Varu warns that third party rights present a particularly perilous pitfall when a larger company acquires a smaller one. Such rights would allow unforeseen external players to appear on the radar and potentially sue the larger company.
He notes: “It is important for a large player to be confident of the patent landscape during any acquisition to ensure that they minimise the risks of being subjected to a successful patent infringement action post-acquisition. “This is normally done through IP due diligence using patent landscaping, patent analysis, infringement clearance, patent validity checks, questions about historical and current contentious issues concerning products and patents, and so forth.”
Important patents
Due diligence also involves investigating all patents relevant to the transaction.
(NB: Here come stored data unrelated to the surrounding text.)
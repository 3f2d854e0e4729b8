//! Runtime statistics of the runner
//!
//! One store per process, shared by reference between the workers and the
//! status API. It holds:
//!
//! - grouped runtime aggregates (`group -> id -> aggregate`)
//! - the live map of checks currently executing (`id -> start time`)
//! - the global runner counters
//!
//! Every operation takes a single critical section. Empty groups are removed
//! as soon as their last instance goes away, so an agent that keeps adding
//! and removing dynamically discovered checks does not accumulate structure.

use std::collections::HashMap;
use std::sync::atomic::{AtomicI64, Ordering};
use std::sync::{Arc, Mutex, PoisonError, RwLock};
use std::time::Duration;

use chrono::{DateTime, Utc};
use serde::Serialize;
use tracing::{debug, trace, warn};

use crate::check::stats::{CheckStats, RuntimeAggregate};
use crate::check::{CheckError, CheckId, SenderStats};

/// Aggregates grouped by check name, then by instance
pub type GroupedStats<A> = HashMap<String, HashMap<CheckId, Arc<A>>>;

/// Global runner counters
///
/// Each counter is only ever moved by a signed delta. Nothing prevents a
/// counter from going below zero.
#[derive(Debug, Default)]
pub struct RunnerCounters {
    workers: AtomicI64,
    running_checks: AtomicI64,
    runs: AtomicI64,
    warnings: AtomicI64,
    errors: AtomicI64,
}

/// Plain copy of [`RunnerCounters`]
#[derive(Debug, Clone, Copy, Default, PartialEq, Eq, Serialize)]
#[serde(rename_all = "PascalCase")]
pub struct CounterValues {
    pub workers: i64,
    pub running_checks: i64,
    pub runs: i64,
    pub warnings: i64,
    pub errors: i64,
}

impl RunnerCounters {
    /// Returns the new value
    pub fn adjust_workers(&self, delta: i64) -> i64 {
        self.workers.fetch_add(delta, Ordering::SeqCst) + delta
    }

    /// Returns the new value
    pub fn adjust_running_checks(&self, delta: i64) -> i64 {
        self.running_checks.fetch_add(delta, Ordering::SeqCst) + delta
    }

    /// Returns the new value
    pub fn adjust_runs(&self, delta: i64) -> i64 {
        self.runs.fetch_add(delta, Ordering::SeqCst) + delta
    }

    /// Returns the new value
    pub fn adjust_warnings(&self, delta: i64) -> i64 {
        self.warnings.fetch_add(delta, Ordering::SeqCst) + delta
    }

    /// Returns the new value
    pub fn adjust_errors(&self, delta: i64) -> i64 {
        self.errors.fetch_add(delta, Ordering::SeqCst) + delta
    }

    pub fn values(&self) -> CounterValues {
        CounterValues {
            workers: self.workers.load(Ordering::SeqCst),
            running_checks: self.running_checks.load(Ordering::SeqCst),
            runs: self.runs.load(Ordering::SeqCst),
            warnings: self.warnings.load(Ordering::SeqCst),
            errors: self.errors.load(Ordering::SeqCst),
        }
    }
}

/// Serializable view of the whole store, as exposed on the status API
#[derive(Debug, Serialize)]
pub struct RunnerStatus<A = CheckStats> {
    #[serde(flatten)]
    pub counters: CounterValues,

    /// Checks currently executing, with their start time in unix seconds
    pub running: HashMap<CheckId, i64>,

    #[serde(rename = "Checks")]
    pub checks: GroupedStats<A>,
}

/// Process-wide runtime statistics
#[derive(Debug)]
pub struct StatsStore<A = CheckStats> {
    groups: RwLock<GroupedStats<A>>,
    running: Mutex<HashMap<CheckId, DateTime<Utc>>>,
    counters: RunnerCounters,
}

impl<A> Default for StatsStore<A> {
    fn default() -> Self {
        Self {
            groups: RwLock::new(HashMap::new()),
            running: Mutex::new(HashMap::new()),
            counters: RunnerCounters::default(),
        }
    }
}

impl<A: RuntimeAggregate> StatsStore<A> {
    pub fn new() -> Self {
        Self::default()
    }

    /// Fold one completed run into the aggregate of `id`, creating the group
    /// and the aggregate on first use
    pub fn fold_run_stats(
        &self,
        id: &CheckId,
        execution_time: Duration,
        error: Option<&CheckError>,
        warnings: &[CheckError],
        sender_stats: SenderStats,
    ) {
        let mut groups = self.groups.write().unwrap_or_else(PoisonError::into_inner);

        trace!("adding stats for {id}");

        let aggregate = groups
            .entry(id.group().to_string())
            .or_default()
            .entry(id.clone())
            .or_insert_with(|| Arc::new(A::new(id)));

        aggregate.fold(execution_time, error, warnings, sender_stats);
    }

    /// Drop the aggregate of `id`, removing its group once empty
    pub fn remove_stats(&self, id: &CheckId) {
        let mut groups = self.groups.write().unwrap_or_else(PoisonError::into_inner);

        debug!("removing stats for {id}");

        let group = id.group();
        let Some(instances) = groups.get_mut(group) else {
            warn!("stats for check {id} not found");
            return;
        };

        if instances.remove(id).is_none() {
            warn!("stats for check {id} not found");
        }

        if instances.is_empty() {
            groups.remove(group);
        }
    }

    /// Aggregate of `id`, shared with the store
    pub fn stats(&self, id: &CheckId) -> Option<Arc<A>> {
        let groups = self.groups.read().unwrap_or_else(PoisonError::into_inner);

        groups.get(id.group())?.get(id).cloned()
    }

    /// Copy of both map levels; aggregates are shared, not cloned
    pub fn snapshot(&self) -> GroupedStats<A> {
        self.groups
            .read()
            .unwrap_or_else(PoisonError::into_inner)
            .clone()
    }

    /// Forget every aggregate
    pub fn reset_all(&self) {
        warn!("resetting all check stats");

        self.groups
            .write()
            .unwrap_or_else(PoisonError::into_inner)
            .clear();
    }

    pub fn set_running(&self, id: &CheckId, started_at: DateTime<Utc>) {
        self.running
            .lock()
            .unwrap_or_else(PoisonError::into_inner)
            .insert(id.clone(), started_at);
    }

    pub fn clear_running(&self, id: &CheckId) {
        self.running
            .lock()
            .unwrap_or_else(PoisonError::into_inner)
            .remove(id);
    }

    /// Copy of the checks currently executing
    pub fn running(&self) -> HashMap<CheckId, DateTime<Utc>> {
        self.running
            .lock()
            .unwrap_or_else(PoisonError::into_inner)
            .clone()
    }

    pub fn counters(&self) -> &RunnerCounters {
        &self.counters
    }

    /// Everything the status surface shows, copied out of the store
    pub fn status(&self) -> RunnerStatus<A> {
        RunnerStatus {
            counters: self.counters.values(),
            running: self
                .running()
                .into_iter()
                .map(|(id, started_at)| (id, started_at.timestamp()))
                .collect(),
            checks: self.snapshot(),
        }
    }
}
//! Integration tests for the status API
//!
//! These tests verify that:
//! - The health endpoint answers
//! - The runner endpoint exposes counters and grouped stats
//! - Single check stats are served, unknown checks are 404

use std::net::SocketAddr;
use std::sync::Arc;

use axum::http::StatusCode;
use guardia_runner::api::{ApiConfig, ApiState, spawn_api_server};
use guardia_runner::runner::RunnerHandle;
use serde_json::Value;

use crate::helpers::{Outcome, TestCheck, spawn_runner};

async fn spawn_test_api(runner: RunnerHandle) -> SocketAddr {
    let config = ApiConfig {
        bind_addr: "127.0.0.1:0".parse().unwrap(),
    };

    spawn_api_server(config, ApiState::new(runner)).await.unwrap()
}

async fn runner_with_history() -> RunnerHandle {
    let (runner, _events) = spawn_runner(1);

    runner
        .schedule(Arc::new(TestCheck::new("web:frontend", Outcome::Ok)))
        .await
        .unwrap();
    runner
        .schedule(Arc::new(TestCheck::new("web:backend", Outcome::Fail("502"))))
        .await
        .unwrap();
    runner.stop().await;

    runner
}

#[tokio::test]
async fn test_health_endpoint() {
    let (runner, _events) = spawn_runner(1);
    let addr = spawn_test_api(runner.clone()).await;

    let response = reqwest::get(format!("http://{addr}/api/v1/health"))
        .await
        .unwrap();
    assert_eq!(response.status(), StatusCode::OK);

    let body: Value = response.json().await.unwrap();
    assert_eq!(body["status"], "ok");
    assert_eq!(body["workers"], 1);
    assert_eq!(body["running_checks"], 0);
    assert!(body["timestamp"].is_string());

    runner.stop().await;
}

#[tokio::test]
async fn test_health_reports_stopped_pool() {
    let runner = runner_with_history().await;
    let addr = spawn_test_api(runner).await;

    let body: Value = reqwest::get(format!("http://{addr}/api/v1/health"))
        .await
        .unwrap()
        .json()
        .await
        .unwrap();

    assert_eq!(body["status"], "stopped");
    assert_eq!(body["workers"], 0);
}

#[tokio::test]
async fn test_runner_status_endpoint() {
    let runner = runner_with_history().await;
    let addr = spawn_test_api(runner).await;

    let response = reqwest::get(format!("http://{addr}/api/v1/runner"))
        .await
        .unwrap();
    assert_eq!(response.status(), StatusCode::OK);

    let body: Value = response.json().await.unwrap();
    assert_eq!(body["Runs"], 2);
    assert_eq!(body["Errors"], 1);
    assert_eq!(body["Workers"], 0);
    assert_eq!(body["running"], serde_json::json!({}));

    let group = body["Checks"]["web"].as_object().unwrap();
    assert_eq!(group.len(), 2);
    assert_eq!(group["web:backend"]["last_error"], "502");
}

#[tokio::test]
async fn test_check_stats_endpoint() {
    let runner = runner_with_history().await;
    let addr = spawn_test_api(runner).await;

    let response = reqwest::get(format!("http://{addr}/api/v1/checks/web:frontend"))
        .await
        .unwrap();
    assert_eq!(response.status(), StatusCode::OK);

    let body: Value = response.json().await.unwrap();
    assert_eq!(body["check_id"], "web:frontend");
    assert_eq!(body["check_name"], "web");
    assert_eq!(body["total_runs"], 1);
    assert!(body["last_error"].is_null());
}

#[tokio::test]
async fn test_unknown_check_is_not_found() {
    let runner = runner_with_history().await;
    let addr = spawn_test_api(runner).await;

    let response = reqwest::get(format!("http://{addr}/api/v1/checks/web:missing"))
        .await
        .unwrap();
    assert_eq!(response.status(), StatusCode::NOT_FOUND);

    let body: Value = response.json().await.unwrap();
    assert!(body["error"].as_str().unwrap().contains("web:missing"));
}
Chris Storm, legal director of emerging technologies at Uber, says that when a merger is driven for the sole purpose of acquiring a single patent, getting the necessary details can be fairly straightforward.
But when two large companies with extensive IP portfolios merge for other reasons, such as to expand their size and resource, in-house counsel could find themselves sifting through large patent portfolios. And getting the necessary information in the required period of time can be challenging.
Large companies with extensive IP portfolios often have a single employee with the sole responsibility of knowing the details of the portfolio, as well as some information about the competitor. This point of contact is useful for understanding the validity of the patent as well as the freedom to operate (FTO) of a commercial product.
Without this information, FTO becomes a problem. IP lawyers spend a lot of time conducting searches to see whether or not a product is exploitable. Proper due diligence is needed to make sure there are no third party rights and other pending patent claims. In-house patent departments will likely not have the necessary resources for such a task and will need to outsource the work to a private practice partner. Small acquisitions of just 20 patents can take between six to eight weeks, according to Denis Bourgarel, partner at Cabinet Plasseraud in France.
Futuristic technology
Understanding the scope of the patent portfolio is another challenge. In-house sources explain that a portfolio could come bundled together with patents that a company is not interested in keeping.
In such cases, it is important to have the technical aspects of these patents properly evaluated by experts in the field. That is a daunting task if the patent in question relates to a futuristic technology that has yet to be or cannot yet be commercialised – and a leap of faith might be required.
Storm at Uber says businesses can identify how many other companies are trying to solve similar problems by looking at just one patent. But he adds that that process takes a lot of time.
“In-house counsel must make assumptions when analysing a large number of unexploited inventions,” he says. “If it is something that solves a serious problem for us, you can assume others will face the same problem.”
Patents represent a difficult challenge for any IP lawyer regardless of the size of the company or patent portfolio. Not only do lawyers occasionally work under a shroud of secrecy, they do so while under time and pressure constraints. Due to their potential pitfalls, M&A deals remain one of the most challenging and intellectually stimulating exercises for any IP lawyer.